A cleaner way to do this would be to make a list of digit names, from zero to nine. Then you could just look up a digit's name:
digit_names = [
"zero", "one", "two", "three", "four",
"five", "six", "seven", "eight", "nine"
]
return digit_names[number]
Integers under 20
If the integer is under 10, then use the procedure described above. Otherwise, ... (this is where you take over!) digit_names2 = [ "ten", "eleven", "twelve", "thirteen", "fourteen", "fifteen", "sixteen", "seventeen", "eighteen", "nineteen" ] to get the digit, we devide the number by 10, and consider the remainder. return dignt_names2 [number%10]
Integers under 100
If the integer is under 20, use the previous procedure. Otherwise, for the numbers from 20 to 99, we do this. digit_names3 = [ "twenty", "thirty" , ....... "eighty", "ninety" ] We take first digit, get the name from the digit_names3. Digit 1 = digit_names3 [number//10-2] add hypen and add digit names [number%10]if the second digit is not zero.
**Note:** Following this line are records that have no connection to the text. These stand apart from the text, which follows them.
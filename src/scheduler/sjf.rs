//! Shortest Job First (non-preemptive).
//!
//! At every decision point, dispatch the arrived process with the shortest
//! burst; ties go to earlier arrival, then PID key. A running job is never
//! interrupted, even if a shorter one arrives mid-execution.
//!
//! # Reference
//! Smith (1956), shortest processing time is optimal for mean flow time on a
//! single machine when all jobs are available.

use super::kpi::format_results;
use super::nonpreemptive;
use crate::dispatching::SelectionRule;
use crate::models::{Process, ResultRecord};

/// Display name.
pub const NAME: &str = "SJF";

/// Runs SJF over `processes`.
pub fn schedule(mut processes: Vec<Process>) -> ResultRecord {
    let timeline = nonpreemptive::run(SelectionRule::ShortestBurst, &mut processes);
    let total_time = timeline.now();
    let total_idle = timeline.idle_time();
    format_results(NAME, &processes, timeline.into_segments(), total_time, total_idle)
}
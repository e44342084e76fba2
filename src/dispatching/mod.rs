//! Dispatching rules: which ready process runs next.
//!
//! Every algorithm orders processes with a lexicographic key whose last
//! component is the PID key, so decisions are deterministic for any input.
//!
//! | Rule | Key | Used by |
//! |------|-----|---------|
//! | `ArrivalOrder` | (arrival, pid) | FCFS, Round Robin admission |
//! | `ShortestBurst` | (burst, arrival, pid) | SJF |
//! | `HighestPriority` | (priority, arrival, pid) | Priority |
//!
//! # Score Convention
//! **Lower key = dispatched first.**
//!
//! # Reference
//! Silberschatz et al. (2018), "Operating System Concepts", Ch. 5.3

mod rules;

pub use rules::{SelectionKey, SelectionRule};

use crate::models::Process;

/// Index of the process in `candidates` that `rule` dispatches first.
///
/// `candidates` are indices into `processes`. Returns `None` when empty.
pub fn select_next(
    rule: SelectionRule,
    processes: &[Process],
    candidates: impl IntoIterator<Item = usize>,
) -> Option<usize> {
    candidates
        .into_iter()
        .min_by_key(|&i| rule.key(&processes[i]))
}

/// Sorts `processes` in place by `rule`.
///
/// Stable, so processes with identical keys keep their input order.
pub fn sort_by_rule(rule: SelectionRule, processes: &mut [Process]) {
    processes.sort_by_cached_key(|p| rule.key(p));
}

#[cfg(test)]
mod tests {
    use super::*;

    fn sample() -> Vec<Process> {
        vec![
            Process::new("P1", 0, 8, 3),
            Process::new("P2", 1, 4, 1),
            Process::new("P3", 2, 9, 4),
            Process::new("P4", 3, 5, 2),
        ]
    }

    #[test]
    fn test_select_shortest_burst() {
        let ps = sample();
        let next = select_next(SelectionRule::ShortestBurst, &ps, [0, 2, 3]);
        assert_eq!(next, Some(3)); // P4, burst 5
    }

    #[test]
    fn test_select_highest_priority() {
        let ps = sample();
        let next = select_next(SelectionRule::HighestPriority, &ps, 0..4);
        assert_eq!(next, Some(1)); // P2, priority 1
    }

    #[test]
    fn test_select_empty() {
        let ps = sample();
        assert_eq!(
            select_next(SelectionRule::ShortestBurst, &ps, std::iter::empty()),
            None
        );
    }

    #[test]
    fn test_sort_arrival_order() {
        let mut ps = vec![
            Process::new("P10", 0, 1, 0),
            Process::new("P3", 2, 1, 0),
            Process::new("P2", 0, 1, 0),
        ];
        sort_by_rule(SelectionRule::ArrivalOrder, &mut ps);
        let pids: Vec<&str> = ps.iter().map(|p| p.pid.as_str()).collect();
        assert_eq!(pids, vec!["P2", "P10", "P3"]);
    }
}
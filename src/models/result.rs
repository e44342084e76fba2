//! Result record model.
//!
//! The single contract consumed by presentation layers: one record per
//! algorithm, identical in shape across all four algorithms and free of any
//! presentation metadata.

use serde::{Deserialize, Serialize};

use super::{ProcessSnapshot, Segment};

/// Summary statistics for one algorithm run.
///
/// All values are rounded to two decimal places.
#[derive(Debug, Clone, Copy, Default, PartialEq, Serialize, Deserialize)]
pub struct Metrics {
    /// Mean turnaround time.
    pub avg_turnaround_time: f64,
    /// Mean waiting time.
    pub avg_waiting_time: f64,
    /// Busy share of elapsed time, in percent (0..=100).
    pub cpu_utilization: f64,
}

/// Output of one algorithm run.
#[derive(Debug, Clone, PartialEq, Serialize, Deserialize)]
pub struct ResultRecord {
    /// Algorithm display name (e.g. "Round Robin (TQ=3)").
    pub algorithm: String,
    /// Timeline segments in time order.
    pub gantt_chart: Vec<Segment>,
    /// Per-process rows sorted by PID key.
    pub processes: Vec<ProcessSnapshot>,
    /// Aggregate metrics.
    pub metrics: Metrics,
}

impl ResultRecord {
    /// Finds the row for `pid`.
    pub fn process(&self, pid: &str) -> Option<&ProcessSnapshot> {
        self.processes.iter().find(|p| p.pid == pid)
    }

    /// End of the last segment (0 for an empty timeline).
    pub fn makespan(&self) -> u64 {
        self.gantt_chart.last().map(|s| s.end).unwrap_or(0)
    }

    /// Segments as `(pid, start, end)` tuples, convenient for comparisons.
    pub fn timeline_tuples(&self) -> Vec<(&str, u64, u64)> {
        self.gantt_chart
            .iter()
            .map(|s| (s.pid.as_str(), s.start, s.end))
            .collect()
    }
}
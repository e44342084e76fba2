//! Simulation orchestrator.
//!
//! Owns the canonical process list and hands every algorithm its own fresh
//! copy, so no run can observe another run's mutations. Results are keyed
//! by [`AlgorithmKind`] and iterate in canonical order
//! (`fcfs`, `sjf`, `round_robin`, `priority`).

use std::collections::BTreeMap;

use tracing::info;

use crate::config::DEFAULT_TIME_QUANTUM;
use crate::error::SchedResult;
use crate::models::{Process, ResultRecord};
use crate::scheduler::{round_robin, AlgorithmKind};

/// Results of [`Simulator::run_all`], keyed by algorithm.
///
/// Serializes as a JSON object keyed `"fcfs"`, `"sjf"`, `"round_robin"`,
/// `"priority"`.
pub type SimulationResults = BTreeMap<AlgorithmKind, ResultRecord>;

/// Runs scheduling algorithms over a fixed process set.
///
/// # Example
///
/// ```
/// use cpu_sched::{Process, Simulator};
///
/// let sim = Simulator::new(vec![
///     Process::new("P1", 0, 5, 1),
///     Process::new("P2", 0, 3, 1),
/// ]);
/// let results = sim.run_all(3).unwrap();
/// assert_eq!(results.len(), 4);
/// ```
#[derive(Debug, Clone, Default)]
pub struct Simulator {
    processes: Vec<Process>,
}

impl Simulator {
    /// Creates a simulator over `processes`.
    ///
    /// Any simulation state on the inputs is discarded.
    pub fn new(processes: Vec<Process>) -> Self {
        Self {
            processes: processes.iter().map(Process::fresh).collect(),
        }
    }

    /// The canonical process list, in caller order.
    pub fn processes(&self) -> &[Process] {
        &self.processes
    }

    /// Fresh copies of the canonical list for one algorithm run.
    fn working_set(&self) -> Vec<Process> {
        self.processes.iter().map(Process::fresh).collect()
    }

    /// First Come First Served.
    pub fn fcfs(&self) -> SchedResult<ResultRecord> {
        self.run(AlgorithmKind::Fcfs, DEFAULT_TIME_QUANTUM)
    }

    /// Shortest Job First.
    pub fn sjf(&self) -> SchedResult<ResultRecord> {
        self.run(AlgorithmKind::Sjf, DEFAULT_TIME_QUANTUM)
    }

    /// Round Robin with the given quantum.
    pub fn round_robin(&self, time_quantum: i64) -> SchedResult<ResultRecord> {
        self.run(AlgorithmKind::RoundRobin, time_quantum)
    }

    /// Non-preemptive priority scheduling.
    pub fn priority_scheduling(&self) -> SchedResult<ResultRecord> {
        self.run(AlgorithmKind::Priority, DEFAULT_TIME_QUANTUM)
    }

    /// Runs a single algorithm.
    pub fn run(&self, kind: AlgorithmKind, time_quantum: i64) -> SchedResult<ResultRecord> {
        kind.execute(self.working_set(), time_quantum)
    }

    /// Runs every algorithm.
    ///
    /// # Errors
    /// Fails before any simulation if `time_quantum <= 0`.
    pub fn run_all(&self, time_quantum: i64) -> SchedResult<SimulationResults> {
        round_robin::validate_quantum(time_quantum)?;
        info!(
            processes = self.processes.len(),
            time_quantum, "running all algorithms"
        );

        AlgorithmKind::ALL
            .into_iter()
            .map(|kind| Ok((kind, self.run(kind, time_quantum)?)))
            .collect()
    }
}

impl From<Vec<Process>> for Simulator {
    fn from(processes: Vec<Process>) -> Self {
        Self::new(processes)
    }
}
Else, add nothing.
Integers under 1000
Digit 1 = digit_names [number//100] add "hundred" R1 = number%100 If R1 is not zero, we add "and", then we call Integers under 100 procedure on R1.
Integers under 1000000
Q1 = number//1000 We call Intergers under 1000 procedure on Q1 We add "thousand" R1 = number%1000 If R1 is not zero, we call Integers under 1000 procedure on R1
Negative integers down to -1 million
We won't deal with negative integers in this problem set, but how would you deal with a negative integer, using the functions above? Number multiped by negative 1, we treat it as a new number. We call the same function as before (now it's positive number) We write "negative" in the begining of the answer.